Как бессильный старец, держал он в холодных объятиях своих далёкое, тёмное небо, обсыпая ледяными поцелуями огненные звёзды, которые тускло реяли среди тёплого ночного воздуха, как бы предчувствуя скорое появление блистательного царя ночи. Возле леса, на горе, дремал с закрытыми ставнями старый деревянный дом; мох и дикая трава покрывали его крышу; кудрявые яблони разрослись перед его окнами; лес, обнимая своею тенью, бросал на него дикую мрачность; ореховая роща стлалась у подножия его и скатывалась к пруду.
– Я помню, будто сквозь сон, – сказала Ганна, не спуская глаз с него: – давно, давно, когда я ещё была маленькою и жила у матери, что-то страшное рассказывали про дом этот. Левко, ты, верно, знаешь, расскажи!..
– Бог с ним, моя красавица! Мало ли чего не расскажут бабы и народ глупый. Ты себя только потревожишь, станешь бояться, и не заснётся тебе покойно.
– Расскажи, расскажи, милый, чернобровый парубок! – говорила она, прижимаясь лицом своим к щеке его и обнимая его. – Нет! ты, видно, не любишь меня, у тебя есть другая девушка. Я не буду бояться; я буду спокойно спать ночь. Теперь-то не засну, если не расскажешь. Я стану мучиться да думать… Расскажи, Левко!
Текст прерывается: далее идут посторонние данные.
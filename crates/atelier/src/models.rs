//! The objects passed around by the agent.
//!
//! There are two related vocabularies here:
//! - chat history messages, rendered by whatever frontend is attached
//! - wire messages, sent between the session and the LLM provider
//!
//! They overlap but are not the same shape: history entries carry stable ids
//! and a pending/resolved state for tool invocations, while wire messages
//! follow the request/response pairing the providers expect. The session
//! boundary converts between the two.
pub mod chat;
pub mod content;
pub mod message;
pub mod role;
pub mod tool;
– Видно, правду говорят люди, что у девушек сидит чёрт, подстрекающий их любопытство. Ну, слушай. Давно, моё серденько, жил в этом доме сотник. У сотника была дочка, ясная панночка, белая, как снег, как твоё личико. Сотникова жена давно уже умерла; задумал сотник жениться на другой. «Будешь ли ты меня нежить по-старому, батьку, когда возьмёшь другую жену?» – «Буду, моя дочка; ещё крепче прежнего стану прижимать тебя к сердцу! Буду, моя дочка; ещё ярче стану дарить серьги и монисты!» Привёз сотник молодую жену в новый дом свой. Хороша была молодая жена. Румяна и бела собою была молодая жена; только так страшно взглянула на свою падчерицу, что та вскрикнула, её увидевши; и хоть бы слово во весь день сказала суровая мачеха. Настала ночь; ушёл сотник с молодою женою в свою опочивальню; заперлась и белая панночка в своей светлице. Горько сделалось ей; стала плакать. Глядит: страшная чёрная кошка крадётся к ней; шерсть на ней горит, и железные когти стучат по полу. В испуге вскочила она на лавку – кошка за нею. Перепрыгнула на лежанку – кошка и туда, и вдруг бросилась к ней на шею и душит её. С криком оторвавши от себя, кинула на пол; опять крадётся страшная кошка. Тоска её взяла. На стене висела отцовская сабля. Схватила её и бряк по полу – лапа с железными когтями отскочила, и кошка с визгом пропала в тёмном углу. Целый день не выходила из светлицы своей молодая жена; на третий день вышла с перевязанною рукою. Угадала бедная панночка, что мачеха её ведьма и что она ей перерубила руку. На четвёртый день приказал сотник своей дочке носить воду, мести хату, как простой мужичке, и не показываться в панские покои. Тяжело было бедняжке, да нечего делать: стала выполнять отцовскую волю. На пятый день выгнал сотник свою дочку босую из дому и куска хлеба не дал на дорогу. Тогда только зарыдала панночка, закрывши руками белое лицо своё: «Погубил ты, батьку, родную дочку свою! Погубила ведьма грешную душу твою! Прости тебя Бог; а мне, несчастной, видно, не велит он жить на белом свете!..» И вон, видишь ли ты… – Тут оборотился Левко к Ганне, указывая пальцем на дом. – Гляди сюда: вон, подалее от дома, самый высокий берег! С этого берега кинулась панночка в воду, и с той поры не стало её на свете…
– А ведьма? – боязливо прервала Ганна, устремив на него прослезившиеся очи.
– Ведьма? Старухи выдумали, что с той поры все утопленницы выходили в лунную ночь в панский сад греться на месяце; и сотникова дочка сделалась над ними главною. В одну ночь увидела она мачеху свою возле пруда, напала на неё и с криком утащила в воду. Но ведьма и тут нашлась: оборотилась под водою в одну из утопленниц и через то ушла от плети из зелёного тростника, которою хотели её бить утопленницы. Верь бабам! Рассказывают ещё, что панночка собирает всякую ночь утопленниц и заглядывает поодиночке каждой в лицо, стараясь узнать, которая из них ведьма; но до сих пор не узнала. И если попадётся из людей кто, тотчас заставляет его угадывать, не то грозит утопить в воде. Вот, моя Галю, как рассказывают старые люди!.. Теперешний пан хочет строить на том месте винницу и прислал нарочно для того сюда винокура… Но я слышу говор. Это наши возвращаются с песен. Прощай, Галю! Спи спокойно; да не думай об этих бабьих выдумках!